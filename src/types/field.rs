use std::collections::BTreeMap;

use chrono::NaiveDateTime;

use super::builtin::{coerce_bool, coerce_datetime, coerce_float, coerce_int, coerce_string};
use super::Value;
use crate::error::{OdmError, Result};

/// A Rust type that can back a mapped scalar field.
///
/// `TYPE_NAME` is the converter used when the mapping does not name one.
pub trait FieldType: Sized + 'static {
    const TYPE_NAME: &'static str;

    fn to_value(&self) -> Value;

    fn from_value(value: Value) -> Result<Self>;
}

fn conversion_error<T>(value: &Value) -> OdmError {
    OdmError::FieldConversion {
        value: format!("{:?}", value),
        target: std::any::type_name::<T>(),
    }
}

impl FieldType for String {
    const TYPE_NAME: &'static str = "string";

    fn to_value(&self) -> Value {
        Value::String(self.clone())
    }

    fn from_value(value: Value) -> Result<Self> {
        match value {
            Value::String(s) => Ok(s),
            other => Ok(coerce_string(&other).unwrap_or_default()),
        }
    }
}

macro_rules! integer_field {
    ($($ty:ty),*) => {$(
        impl FieldType for $ty {
            const TYPE_NAME: &'static str = "integer";

            fn to_value(&self) -> Value {
                Value::Int(*self as i64)
            }

            fn from_value(value: Value) -> Result<Self> {
                let int = coerce_int(&value).unwrap_or_default();
                <$ty>::try_from(int).map_err(|_| conversion_error::<$ty>(&value))
            }
        }
    )*};
}

integer_field!(i64, i32, u32, u64, usize);

impl FieldType for f64 {
    const TYPE_NAME: &'static str = "float";

    fn to_value(&self) -> Value {
        Value::Float(*self)
    }

    fn from_value(value: Value) -> Result<Self> {
        Ok(coerce_float(&value).unwrap_or_default())
    }
}

impl FieldType for f32 {
    const TYPE_NAME: &'static str = "float";

    fn to_value(&self) -> Value {
        Value::Float(f64::from(*self))
    }

    fn from_value(value: Value) -> Result<Self> {
        Ok(coerce_float(&value).unwrap_or_default() as f32)
    }
}

impl FieldType for bool {
    const TYPE_NAME: &'static str = "boolean";

    fn to_value(&self) -> Value {
        Value::Bool(*self)
    }

    fn from_value(value: Value) -> Result<Self> {
        Ok(coerce_bool(&value).unwrap_or_default())
    }
}

impl FieldType for NaiveDateTime {
    const TYPE_NAME: &'static str = "datetime";

    fn to_value(&self) -> Value {
        Value::DateTime(*self)
    }

    fn from_value(value: Value) -> Result<Self> {
        coerce_datetime(&value).ok_or_else(|| conversion_error::<NaiveDateTime>(&value))
    }
}

impl FieldType for serde_json::Value {
    const TYPE_NAME: &'static str = "mixed";

    fn to_value(&self) -> Value {
        Value::from_json(self)
    }

    fn from_value(value: Value) -> Result<Self> {
        Ok(value.to_json())
    }
}

impl FieldType for Value {
    const TYPE_NAME: &'static str = "mixed";

    fn to_value(&self) -> Value {
        self.clone()
    }

    fn from_value(value: Value) -> Result<Self> {
        Ok(value)
    }
}

impl<F: FieldType> FieldType for Option<F> {
    const TYPE_NAME: &'static str = F::TYPE_NAME;

    fn to_value(&self) -> Value {
        match self {
            Some(inner) => inner.to_value(),
            None => Value::Null,
        }
    }

    fn from_value(value: Value) -> Result<Self> {
        match value {
            Value::Null => Ok(None),
            other => F::from_value(other).map(Some),
        }
    }
}

impl<F: FieldType> FieldType for Vec<F> {
    const TYPE_NAME: &'static str = "array";

    fn to_value(&self) -> Value {
        Value::Array(self.iter().map(FieldType::to_value).collect())
    }

    fn from_value(value: Value) -> Result<Self> {
        match value {
            Value::Null => Ok(Vec::new()),
            Value::Array(items) => items.into_iter().map(F::from_value).collect(),
            Value::Object(map) => map.into_values().map(F::from_value).collect(),
            scalar => Ok(vec![F::from_value(scalar)?]),
        }
    }
}

impl<F: FieldType> FieldType for BTreeMap<String, F> {
    const TYPE_NAME: &'static str = "object";

    fn to_value(&self) -> Value {
        Value::Object(
            self.iter()
                .map(|(k, v)| (k.clone(), v.to_value()))
                .collect(),
        )
    }

    fn from_value(value: Value) -> Result<Self> {
        match value {
            Value::Null => Ok(BTreeMap::new()),
            Value::Object(map) => map
                .into_iter()
                .map(|(k, v)| Ok((k, F::from_value(v)?)))
                .collect(),
            Value::Array(items) => items
                .into_iter()
                .enumerate()
                .map(|(i, v)| Ok((i.to_string(), F::from_value(v)?)))
                .collect(),
            other => Err(conversion_error::<Self>(&other)),
        }
    }
}
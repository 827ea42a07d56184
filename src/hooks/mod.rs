//! Hooks - Lifecycle listeners and conflict resolvers.
//!
//! Listeners observe the unit of work. They receive the affected document
//! (lent out of the unit of work for the duration of the call) and a shared
//! reference to the session. Conflict resolvers are the only hooks whose
//! answer changes the outcome: a resolved conflict is dropped from the
//! error returned by `flush`.
//!
//! ## Example
//!
//! ```ignore
//! let hooks = HookDispatcher::new();
//! hooks.on(LifecycleEvent::PrePersist, |args| {
//!     if let Some(user) = args.document_mut::<User>() {
//!         user.created = Some(now());
//!     }
//! });
//! let uow = UnitOfWork::new(metadata, store).with_hooks(hooks);
//! ```

#[cfg(feature = "emitter")]
mod emitter;

use std::any::Any;
use std::cell::RefCell;
use std::collections::HashMap;
use std::fmt;
use std::rc::Rc;

use crate::unit_of_work::{DocHandle, UnitOfWork};

#[cfg(feature = "emitter")]
pub use emitter::EmitterBridge;

/// Events fired by the unit of work.
#[derive(Debug, Clone, Copy, PartialEq, Eq, Hash)]
pub enum LifecycleEvent {
    PrePersist,
    PostPersist,
    PreUpdate,
    PostUpdate,
    PreRemove,
    PostRemove,
    PostLoad,
    PreFlush,
    OnFlush,
    PostFlush,
    OnConflict,
}

impl LifecycleEvent {
    pub const ALL: [LifecycleEvent; 11] = [
        LifecycleEvent::PrePersist,
        LifecycleEvent::PostPersist,
        LifecycleEvent::PreUpdate,
        LifecycleEvent::PostUpdate,
        LifecycleEvent::PreRemove,
        LifecycleEvent::PostRemove,
        LifecycleEvent::PostLoad,
        LifecycleEvent::PreFlush,
        LifecycleEvent::OnFlush,
        LifecycleEvent::PostFlush,
        LifecycleEvent::OnConflict,
    ];

    pub fn name(self) -> &'static str {
        match self {
            LifecycleEvent::PrePersist => "prePersist",
            LifecycleEvent::PostPersist => "postPersist",
            LifecycleEvent::PreUpdate => "preUpdate",
            LifecycleEvent::PostUpdate => "postUpdate",
            LifecycleEvent::PreRemove => "preRemove",
            LifecycleEvent::PostRemove => "postRemove",
            LifecycleEvent::PostLoad => "postLoad",
            LifecycleEvent::PreFlush => "preFlush",
            LifecycleEvent::OnFlush => "onFlush",
            LifecycleEvent::PostFlush => "postFlush",
            LifecycleEvent::OnConflict => "onConflict",
        }
    }
}

impl fmt::Display for LifecycleEvent {
    fn fmt(&self, f: &mut fmt::Formatter<'_>) -> fmt::Result {
        f.write_str(self.name())
    }
}

/// What a lifecycle listener sees.
pub struct LifecycleEventArgs<'a> {
    pub event: LifecycleEvent,
    /// The affected document. `None` for flush-level events.
    pub handle: Option<DocHandle>,
    pub document: Option<&'a mut dyn Any>,
    pub session: &'a UnitOfWork,
}

impl LifecycleEventArgs<'_> {
    pub fn document<T: Any>(&self) -> Option<&T> {
        self.document.as_deref().and_then(|doc| doc.downcast_ref())
    }

    pub fn document_mut<T: Any>(&mut self) -> Option<&mut T> {
        self.document.as_deref_mut().and_then(|doc| doc.downcast_mut())
    }
}

/// What a conflict resolver sees.
pub struct ConflictEventArgs<'a> {
    pub id: &'a str,
    /// The local document, when one is tracked for `id`.
    pub handle: Option<DocHandle>,
    /// Store error code for a rejected write, e.g. `"conflict"`.
    pub error: Option<&'a str>,
    /// Conflicting revisions reported on read.
    pub revisions: &'a [String],
    pub session: &'a UnitOfWork,
}

/// Answer of a conflict resolver.
#[derive(Debug, Clone, Copy, PartialEq, Eq)]
pub enum ConflictResolution {
    /// The stored document wins. A rejected write is dropped and the
    /// document is reloaded from the store; the conflict is not reported.
    Resolved,
    Unresolved,
}

type Listener = Rc<dyn Fn(&mut LifecycleEventArgs<'_>)>;
type Resolver = Rc<dyn Fn(&ConflictEventArgs<'_>) -> ConflictResolution>;

/// Registry of lifecycle listeners. Clones share the same registry.
#[derive(Clone, Default)]
pub struct HookDispatcher {
    listeners: Rc<RefCell<HashMap<LifecycleEvent, Vec<Listener>>>>,
    resolvers: Rc<RefCell<Vec<Resolver>>>,
}

impl HookDispatcher {
    pub fn new() -> Self {
        Self::default()
    }

    pub fn on<F>(&self, event: LifecycleEvent, listener: F)
    where
        F: Fn(&mut LifecycleEventArgs<'_>) + 'static,
    {
        self.listeners
            .borrow_mut()
            .entry(event)
            .or_default()
            .push(Rc::new(listener));
    }

    /// Register a resolver consulted for every conflict, in registration order.
    pub fn on_conflict<F>(&self, resolver: F)
    where
        F: Fn(&ConflictEventArgs<'_>) -> ConflictResolution + 'static,
    {
        self.resolvers.borrow_mut().push(Rc::new(resolver));
    }

    pub fn has_listeners(&self, event: LifecycleEvent) -> bool {
        self.listeners
            .borrow()
            .get(&event)
            .is_some_and(|listeners| !listeners.is_empty())
    }

    /// Call every listener of `args.event`. Listeners may register further
    /// listeners; those only see later events.
    pub fn dispatch(&self, args: &mut LifecycleEventArgs<'_>) {
        let listeners = match self.listeners.borrow().get(&args.event) {
            Some(listeners) => listeners.clone(),
            None => return,
        };
        for listener in listeners {
            listener(args);
        }
    }

    /// Ask the resolvers about a conflict. The first resolver that resolves it wins.
    pub fn resolve_conflict(&self, args: &ConflictEventArgs<'_>) -> ConflictResolution {
        let resolvers = self.resolvers.borrow().clone();
        for resolver in resolvers {
            if resolver(args) == ConflictResolution::Resolved {
                return ConflictResolution::Resolved;
            }
        }
        ConflictResolution::Unresolved
    }
}

impl fmt::Debug for HookDispatcher {
    fn fmt(&self, f: &mut fmt::Formatter<'_>) -> fmt::Result {
        let listeners = self.listeners.borrow();
        f.debug_struct("HookDispatcher")
            .field(
                "listeners",
                &listeners
                    .iter()
                    .map(|(event, list)| (event.name(), list.len()))
                    .collect::<HashMap<_, _>>(),
            )
            .field("resolvers", &self.resolvers.borrow().len())
            .finish()
    }
}
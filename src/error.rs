use std::fmt;

use crate::unit_of_work::{DocHandle, DocumentState};

/// The operation a cascade walk applies across an object graph.
#[derive(Debug, Clone, Copy, PartialEq, Eq, Hash)]
pub enum CascadeOp {
    Persist,
    Remove,
    Refresh,
    Merge,
    Detach,
}

impl fmt::Display for CascadeOp {
    fn fmt(&self, f: &mut fmt::Formatter<'_>) -> fmt::Result {
        let name = match self {
            CascadeOp::Persist => "persist",
            CascadeOp::Remove => "remove",
            CascadeOp::Refresh => "refresh",
            CascadeOp::Merge => "merge",
            CascadeOp::Detach => "detach",
        };
        f.write_str(name)
    }
}

/// A document whose batch entry was rejected by the store.
#[derive(Debug, Clone, PartialEq, Eq)]
pub struct ConflictedDocument {
    pub handle: DocHandle,
    pub id: String,
    /// Store error code, e.g. `"conflict"`.
    pub error: String,
    pub reason: Option<String>,
    /// `true` when the rejected entry was a deletion.
    pub deletion: bool,
}

/// Errors raised by the object-document mapper.
#[derive(Debug, thiserror::Error)]
pub enum OdmError {
    // ------------------------------------------------------------------
    // Mapping
    // ------------------------------------------------------------------
    #[error("unknown field type: {0}")]
    UnknownType(String),

    #[error("field type {0} is already registered; use override_type to replace it")]
    DuplicateType(String),

    #[error("class {0} is not mapped")]
    ClassNotMapped(String),

    #[error("field {field} is mapped twice on {class}")]
    DuplicateFieldMapping { class: String, field: String },

    #[error("invalid mapping for {class}: {reason}")]
    InvalidMapping { class: String, reason: String },

    #[error("{class} has no field named {field}")]
    UnknownField { class: String, field: String },

    // ------------------------------------------------------------------
    // Identifiers
    // ------------------------------------------------------------------
    #[error("{class} uses assigned identifiers but none was set before persist")]
    MissingAssignedIdentifier { class: String },

    #[error("identifier {id} is already managed by another object")]
    IdentifierCollision { id: String },

    // ------------------------------------------------------------------
    // Cascades
    // ------------------------------------------------------------------
    #[error(
        "a new {target} was found through {class}::{field}, which does not cascade persist; \
         persist it explicitly or enable cascade persist on the association"
    )]
    UncascadedNewObject {
        class: String,
        field: String,
        target: String,
    },

    #[error("cannot {operation} a document in state {state:?}")]
    InvalidCascadeState {
        operation: CascadeOp,
        state: DocumentState,
    },

    #[error("removed document found through {class}::{field} during flush")]
    RemovedDocumentReferenced { class: String, field: String },

    #[error("detached document passed to {operation}")]
    DetachedDocument { operation: CascadeOp },

    // ------------------------------------------------------------------
    // Embedded documents
    // ------------------------------------------------------------------
    #[error("embedded document in {field} has neither a target class nor a type discriminator")]
    AmbiguousEmbeddedType { field: String },

    // ------------------------------------------------------------------
    // Store interaction
    // ------------------------------------------------------------------
    #[error("document {id} not found")]
    DocumentNotFound { id: String },

    #[error("{} document(s) failed to write: {}", .documents.len(), conflict_ids(.documents))]
    UpdateConflict { documents: Vec<ConflictedDocument> },

    #[error("revision mismatch for {id} (managed {managed:?}, merged {merged:?})")]
    RevisionMismatch {
        id: String,
        managed: Option<String>,
        merged: Option<String>,
    },

    #[error("store request failed with status {status}: {reason}")]
    Transport { status: u16, reason: String },

    #[error("invalid document: {0}")]
    InvalidDocument(String),

    #[error("serialization error: {0}")]
    Serialization(#[from] serde_json::Error),

    #[error("store lock poisoned during {0}")]
    LockPoisoned(&'static str),

    #[error("{0} is not supported by this store")]
    Unsupported(&'static str),

    // ------------------------------------------------------------------
    // Handles and typed access
    // ------------------------------------------------------------------
    #[error("unknown document handle {0:?}")]
    UnknownHandle(DocHandle),

    #[error("document is not a {expected}")]
    TypeMismatch { expected: &'static str },

    #[error("document {0:?} is currently lent to a lifecycle listener")]
    DocumentBorrowed(DocHandle),

    #[error("document {0:?} is still managed; detach it before forgetting it")]
    StillManaged(DocHandle),

    #[error("cannot convert {value} into {target}")]
    FieldConversion { value: String, target: &'static str },
}

impl OdmError {
    /// Documents rejected by the last flush, if this is an update conflict.
    pub fn conflicts(&self) -> &[ConflictedDocument] {
        match self {
            OdmError::UpdateConflict { documents } => documents,
            _ => &[],
        }
    }
}

fn conflict_ids(documents: &[ConflictedDocument]) -> String {
    documents
        .iter()
        .map(|doc| doc.id.as_str())
        .collect::<Vec<_>>()
        .join(", ")
}

pub type Result<T> = std::result::Result<T, OdmError>;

◇ ◇ ◇ ◇

Work to be completed: Read through the records above and copy the lines that contain "revisions".

Answer to this problem:
    /// Conflicting revisions reported on read.
    pub revisions: &'a [String],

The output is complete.